§ Problem description: Everything in the data below is left aside except the lines from the one containing "filename crates/desktop_runtime/src/lib.rs" through the one containing "pub mod control_panel;"; repeat those exactly.

§ Excerpted data:
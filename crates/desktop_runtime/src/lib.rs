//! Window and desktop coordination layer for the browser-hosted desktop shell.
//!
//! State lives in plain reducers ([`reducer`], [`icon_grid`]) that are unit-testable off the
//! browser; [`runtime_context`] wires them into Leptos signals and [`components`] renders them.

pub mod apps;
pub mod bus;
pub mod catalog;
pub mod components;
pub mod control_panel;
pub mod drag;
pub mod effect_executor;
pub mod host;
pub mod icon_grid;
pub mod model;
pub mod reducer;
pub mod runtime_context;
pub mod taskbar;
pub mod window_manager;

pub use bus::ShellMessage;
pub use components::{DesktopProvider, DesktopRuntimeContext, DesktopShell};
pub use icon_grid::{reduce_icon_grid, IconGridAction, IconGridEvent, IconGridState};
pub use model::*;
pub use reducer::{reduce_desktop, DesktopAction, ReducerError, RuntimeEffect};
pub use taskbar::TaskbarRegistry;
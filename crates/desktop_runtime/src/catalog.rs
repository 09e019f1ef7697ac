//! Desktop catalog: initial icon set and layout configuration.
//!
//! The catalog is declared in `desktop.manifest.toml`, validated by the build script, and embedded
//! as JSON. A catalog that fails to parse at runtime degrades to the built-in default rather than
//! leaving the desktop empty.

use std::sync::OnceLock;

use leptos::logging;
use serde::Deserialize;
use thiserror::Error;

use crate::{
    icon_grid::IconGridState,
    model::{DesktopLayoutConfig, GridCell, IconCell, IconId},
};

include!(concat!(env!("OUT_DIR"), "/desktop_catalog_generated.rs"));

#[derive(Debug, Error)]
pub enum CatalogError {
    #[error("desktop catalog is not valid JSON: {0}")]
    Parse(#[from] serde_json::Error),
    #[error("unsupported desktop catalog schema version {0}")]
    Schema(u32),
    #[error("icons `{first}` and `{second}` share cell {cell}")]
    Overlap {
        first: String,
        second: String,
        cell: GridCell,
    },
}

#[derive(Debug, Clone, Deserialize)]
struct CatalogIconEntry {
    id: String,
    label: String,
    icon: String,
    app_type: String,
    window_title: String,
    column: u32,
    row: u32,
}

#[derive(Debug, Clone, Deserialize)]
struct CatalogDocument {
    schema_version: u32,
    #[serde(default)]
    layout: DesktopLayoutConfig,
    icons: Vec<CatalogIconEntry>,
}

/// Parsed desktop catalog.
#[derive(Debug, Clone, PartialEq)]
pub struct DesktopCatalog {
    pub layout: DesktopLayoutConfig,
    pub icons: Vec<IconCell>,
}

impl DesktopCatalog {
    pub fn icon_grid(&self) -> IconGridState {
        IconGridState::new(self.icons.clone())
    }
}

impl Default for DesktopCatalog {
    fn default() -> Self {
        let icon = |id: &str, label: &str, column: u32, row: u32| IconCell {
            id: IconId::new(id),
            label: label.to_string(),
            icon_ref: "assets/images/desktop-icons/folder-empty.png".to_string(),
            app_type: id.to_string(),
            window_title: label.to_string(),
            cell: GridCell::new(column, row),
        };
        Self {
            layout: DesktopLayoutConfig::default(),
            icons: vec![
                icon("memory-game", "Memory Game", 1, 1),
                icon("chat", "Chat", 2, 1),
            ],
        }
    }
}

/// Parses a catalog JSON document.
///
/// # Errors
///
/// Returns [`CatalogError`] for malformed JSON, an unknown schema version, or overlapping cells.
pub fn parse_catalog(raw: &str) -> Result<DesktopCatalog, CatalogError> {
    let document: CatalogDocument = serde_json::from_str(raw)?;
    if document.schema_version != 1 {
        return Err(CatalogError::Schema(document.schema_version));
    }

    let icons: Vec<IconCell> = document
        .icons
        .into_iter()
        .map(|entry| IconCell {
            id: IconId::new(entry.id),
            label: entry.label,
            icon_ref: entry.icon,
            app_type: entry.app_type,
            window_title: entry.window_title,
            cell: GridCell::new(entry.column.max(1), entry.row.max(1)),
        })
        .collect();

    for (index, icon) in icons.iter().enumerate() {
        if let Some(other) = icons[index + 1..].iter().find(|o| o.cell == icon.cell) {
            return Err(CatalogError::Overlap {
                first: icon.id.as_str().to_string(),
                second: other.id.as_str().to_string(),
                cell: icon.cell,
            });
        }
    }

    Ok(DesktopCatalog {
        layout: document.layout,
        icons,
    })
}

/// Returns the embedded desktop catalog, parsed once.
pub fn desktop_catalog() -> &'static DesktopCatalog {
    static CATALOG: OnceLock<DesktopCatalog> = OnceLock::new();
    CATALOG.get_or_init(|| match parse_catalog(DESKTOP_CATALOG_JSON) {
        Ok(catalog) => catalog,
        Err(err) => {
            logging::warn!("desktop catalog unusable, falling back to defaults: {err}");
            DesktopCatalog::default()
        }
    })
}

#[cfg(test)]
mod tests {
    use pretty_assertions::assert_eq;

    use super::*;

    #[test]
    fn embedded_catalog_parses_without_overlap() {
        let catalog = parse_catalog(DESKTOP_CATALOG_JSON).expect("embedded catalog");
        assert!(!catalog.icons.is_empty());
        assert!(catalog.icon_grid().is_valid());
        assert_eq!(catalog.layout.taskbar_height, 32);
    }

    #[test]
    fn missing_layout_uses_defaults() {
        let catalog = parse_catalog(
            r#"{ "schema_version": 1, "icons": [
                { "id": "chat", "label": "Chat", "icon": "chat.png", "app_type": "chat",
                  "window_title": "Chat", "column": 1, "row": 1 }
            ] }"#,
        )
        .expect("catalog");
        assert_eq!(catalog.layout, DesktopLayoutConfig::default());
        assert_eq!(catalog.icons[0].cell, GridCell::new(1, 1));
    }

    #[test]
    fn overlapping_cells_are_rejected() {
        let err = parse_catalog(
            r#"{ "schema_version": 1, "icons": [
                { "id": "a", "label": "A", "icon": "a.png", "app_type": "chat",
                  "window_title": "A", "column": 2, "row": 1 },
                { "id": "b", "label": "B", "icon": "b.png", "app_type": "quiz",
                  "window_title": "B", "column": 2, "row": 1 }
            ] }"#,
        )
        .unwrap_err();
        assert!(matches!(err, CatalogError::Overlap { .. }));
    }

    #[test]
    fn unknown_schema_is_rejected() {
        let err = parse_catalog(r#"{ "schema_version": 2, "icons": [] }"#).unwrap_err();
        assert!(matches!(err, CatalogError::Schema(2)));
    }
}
--
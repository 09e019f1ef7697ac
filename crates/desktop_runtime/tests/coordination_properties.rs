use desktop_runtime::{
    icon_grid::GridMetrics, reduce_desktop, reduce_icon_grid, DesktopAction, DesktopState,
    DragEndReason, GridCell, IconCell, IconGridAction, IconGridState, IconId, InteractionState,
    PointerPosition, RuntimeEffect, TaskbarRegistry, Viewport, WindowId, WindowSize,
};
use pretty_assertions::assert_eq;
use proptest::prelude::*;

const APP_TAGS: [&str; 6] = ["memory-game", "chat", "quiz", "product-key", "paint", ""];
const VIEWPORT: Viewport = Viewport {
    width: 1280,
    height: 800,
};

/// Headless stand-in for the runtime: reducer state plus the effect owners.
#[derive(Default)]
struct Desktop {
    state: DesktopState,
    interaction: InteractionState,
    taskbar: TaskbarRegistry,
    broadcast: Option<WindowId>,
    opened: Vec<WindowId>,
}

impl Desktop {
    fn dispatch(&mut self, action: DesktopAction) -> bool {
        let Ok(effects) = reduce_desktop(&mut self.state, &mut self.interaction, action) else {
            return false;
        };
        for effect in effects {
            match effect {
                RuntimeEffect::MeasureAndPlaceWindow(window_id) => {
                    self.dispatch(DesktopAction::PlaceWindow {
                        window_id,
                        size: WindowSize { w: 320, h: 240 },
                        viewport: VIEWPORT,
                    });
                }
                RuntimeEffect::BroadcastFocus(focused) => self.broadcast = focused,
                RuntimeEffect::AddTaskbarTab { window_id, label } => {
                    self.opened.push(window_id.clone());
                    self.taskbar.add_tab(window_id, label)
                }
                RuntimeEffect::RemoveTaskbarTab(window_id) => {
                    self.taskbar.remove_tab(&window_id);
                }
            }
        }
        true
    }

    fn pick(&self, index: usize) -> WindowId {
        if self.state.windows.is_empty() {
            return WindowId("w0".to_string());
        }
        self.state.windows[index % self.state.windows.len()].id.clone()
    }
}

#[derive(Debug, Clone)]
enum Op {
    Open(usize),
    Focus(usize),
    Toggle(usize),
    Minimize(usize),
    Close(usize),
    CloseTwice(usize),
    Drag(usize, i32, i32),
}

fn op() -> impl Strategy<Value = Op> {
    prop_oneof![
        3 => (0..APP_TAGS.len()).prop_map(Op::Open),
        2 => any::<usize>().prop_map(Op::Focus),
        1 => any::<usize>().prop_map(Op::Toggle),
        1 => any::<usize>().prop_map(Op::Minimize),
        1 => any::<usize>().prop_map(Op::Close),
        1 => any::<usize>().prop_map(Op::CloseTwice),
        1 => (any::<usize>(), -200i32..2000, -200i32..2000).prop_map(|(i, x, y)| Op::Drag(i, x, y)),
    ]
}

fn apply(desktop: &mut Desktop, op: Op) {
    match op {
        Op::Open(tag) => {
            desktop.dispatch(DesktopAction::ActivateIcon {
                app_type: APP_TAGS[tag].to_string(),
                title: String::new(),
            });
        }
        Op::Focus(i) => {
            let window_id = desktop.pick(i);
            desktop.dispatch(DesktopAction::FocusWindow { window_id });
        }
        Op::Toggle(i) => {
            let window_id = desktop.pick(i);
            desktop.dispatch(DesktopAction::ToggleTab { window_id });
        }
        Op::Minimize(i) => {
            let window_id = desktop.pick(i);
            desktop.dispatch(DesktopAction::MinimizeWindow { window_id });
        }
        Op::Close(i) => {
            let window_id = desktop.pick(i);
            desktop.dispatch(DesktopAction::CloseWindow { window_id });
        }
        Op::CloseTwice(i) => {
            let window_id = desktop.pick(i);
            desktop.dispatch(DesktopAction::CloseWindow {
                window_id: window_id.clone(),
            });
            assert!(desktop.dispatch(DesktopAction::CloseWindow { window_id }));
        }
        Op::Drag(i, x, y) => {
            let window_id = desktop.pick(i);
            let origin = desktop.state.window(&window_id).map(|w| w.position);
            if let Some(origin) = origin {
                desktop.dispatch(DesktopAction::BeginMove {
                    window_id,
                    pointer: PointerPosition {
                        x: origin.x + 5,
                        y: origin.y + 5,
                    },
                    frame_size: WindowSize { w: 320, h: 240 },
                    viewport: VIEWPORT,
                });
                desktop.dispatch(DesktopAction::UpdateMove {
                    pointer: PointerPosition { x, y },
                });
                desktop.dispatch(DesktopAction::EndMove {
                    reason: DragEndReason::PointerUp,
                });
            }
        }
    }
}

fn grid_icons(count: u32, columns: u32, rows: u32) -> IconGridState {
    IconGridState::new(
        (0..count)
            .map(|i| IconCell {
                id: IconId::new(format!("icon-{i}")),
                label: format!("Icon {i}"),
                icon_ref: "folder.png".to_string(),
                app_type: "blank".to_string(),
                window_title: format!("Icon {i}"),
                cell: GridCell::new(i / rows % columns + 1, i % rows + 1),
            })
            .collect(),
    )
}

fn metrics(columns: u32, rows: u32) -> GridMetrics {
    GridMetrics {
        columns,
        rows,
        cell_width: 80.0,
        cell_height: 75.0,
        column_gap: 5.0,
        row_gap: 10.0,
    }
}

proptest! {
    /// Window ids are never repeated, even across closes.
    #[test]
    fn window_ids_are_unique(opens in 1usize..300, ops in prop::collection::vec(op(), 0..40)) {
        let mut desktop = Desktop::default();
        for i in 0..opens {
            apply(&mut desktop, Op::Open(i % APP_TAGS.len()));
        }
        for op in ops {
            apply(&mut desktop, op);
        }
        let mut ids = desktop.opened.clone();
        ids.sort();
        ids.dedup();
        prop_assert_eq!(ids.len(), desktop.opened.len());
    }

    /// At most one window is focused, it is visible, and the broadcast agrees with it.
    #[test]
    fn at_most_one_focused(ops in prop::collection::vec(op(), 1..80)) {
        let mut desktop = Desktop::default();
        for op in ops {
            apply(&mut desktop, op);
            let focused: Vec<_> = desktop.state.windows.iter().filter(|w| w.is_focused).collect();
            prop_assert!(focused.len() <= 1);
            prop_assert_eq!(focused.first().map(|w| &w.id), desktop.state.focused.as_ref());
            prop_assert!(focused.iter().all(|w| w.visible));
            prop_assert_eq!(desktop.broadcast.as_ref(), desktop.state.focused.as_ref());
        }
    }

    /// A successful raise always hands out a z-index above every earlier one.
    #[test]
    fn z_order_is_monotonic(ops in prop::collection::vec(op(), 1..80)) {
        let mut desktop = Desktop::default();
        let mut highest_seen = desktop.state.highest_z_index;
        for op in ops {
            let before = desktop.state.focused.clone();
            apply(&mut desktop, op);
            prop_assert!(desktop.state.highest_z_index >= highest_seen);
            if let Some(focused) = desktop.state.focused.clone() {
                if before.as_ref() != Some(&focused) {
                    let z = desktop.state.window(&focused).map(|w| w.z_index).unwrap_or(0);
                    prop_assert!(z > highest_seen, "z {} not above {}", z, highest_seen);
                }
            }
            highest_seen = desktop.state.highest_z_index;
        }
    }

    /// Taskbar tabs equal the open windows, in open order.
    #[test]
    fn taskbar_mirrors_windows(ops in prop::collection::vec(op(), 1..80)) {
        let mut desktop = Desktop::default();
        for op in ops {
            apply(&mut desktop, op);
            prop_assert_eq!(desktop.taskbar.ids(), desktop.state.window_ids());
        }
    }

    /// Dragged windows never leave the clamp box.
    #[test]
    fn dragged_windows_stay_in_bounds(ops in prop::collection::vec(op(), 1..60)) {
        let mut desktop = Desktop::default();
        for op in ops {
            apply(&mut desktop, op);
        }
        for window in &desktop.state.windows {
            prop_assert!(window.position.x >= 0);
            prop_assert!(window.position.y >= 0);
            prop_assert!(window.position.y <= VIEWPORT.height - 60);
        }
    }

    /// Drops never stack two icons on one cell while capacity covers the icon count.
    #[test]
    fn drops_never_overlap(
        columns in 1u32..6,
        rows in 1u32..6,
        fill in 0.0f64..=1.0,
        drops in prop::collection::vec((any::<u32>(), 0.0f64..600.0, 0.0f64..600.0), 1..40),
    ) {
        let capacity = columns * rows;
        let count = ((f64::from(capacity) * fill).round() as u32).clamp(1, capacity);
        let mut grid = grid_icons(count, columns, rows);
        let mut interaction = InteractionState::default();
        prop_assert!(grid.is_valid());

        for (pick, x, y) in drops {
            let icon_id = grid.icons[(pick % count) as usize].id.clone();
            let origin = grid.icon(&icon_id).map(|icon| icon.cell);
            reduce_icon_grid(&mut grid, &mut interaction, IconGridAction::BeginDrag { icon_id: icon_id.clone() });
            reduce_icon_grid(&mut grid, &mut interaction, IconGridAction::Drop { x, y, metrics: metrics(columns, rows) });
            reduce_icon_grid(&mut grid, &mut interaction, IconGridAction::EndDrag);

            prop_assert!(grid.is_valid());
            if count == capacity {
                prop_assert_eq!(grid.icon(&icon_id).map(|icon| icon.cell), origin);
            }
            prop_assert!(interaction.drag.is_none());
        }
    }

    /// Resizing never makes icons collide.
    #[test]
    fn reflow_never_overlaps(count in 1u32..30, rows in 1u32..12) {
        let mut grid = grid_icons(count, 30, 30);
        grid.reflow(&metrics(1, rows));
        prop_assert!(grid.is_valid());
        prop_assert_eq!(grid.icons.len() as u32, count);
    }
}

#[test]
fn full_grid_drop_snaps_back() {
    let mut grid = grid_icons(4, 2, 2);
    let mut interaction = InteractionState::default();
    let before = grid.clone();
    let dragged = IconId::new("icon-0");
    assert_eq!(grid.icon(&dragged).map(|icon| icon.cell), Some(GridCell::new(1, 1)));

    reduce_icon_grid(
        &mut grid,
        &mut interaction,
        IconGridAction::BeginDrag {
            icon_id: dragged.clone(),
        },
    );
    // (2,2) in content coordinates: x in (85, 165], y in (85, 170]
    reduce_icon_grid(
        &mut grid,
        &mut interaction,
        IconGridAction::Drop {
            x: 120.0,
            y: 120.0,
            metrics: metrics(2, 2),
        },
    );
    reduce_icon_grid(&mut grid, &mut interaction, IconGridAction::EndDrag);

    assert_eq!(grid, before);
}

§ Answer to this task:
filename crates/desktop_runtime/src/lib.rs
//! Window and desktop coordination layer for the browser-hosted desktop shell.
//!
//! State lives in plain reducers ([`reducer`], [`icon_grid`]) that are unit-testable off the
//! browser; [`runtime_context`] wires them into Leptos signals and [`components`] renders them.

pub mod apps;
pub mod bus;
pub mod catalog;
pub mod components;
pub mod control_panel;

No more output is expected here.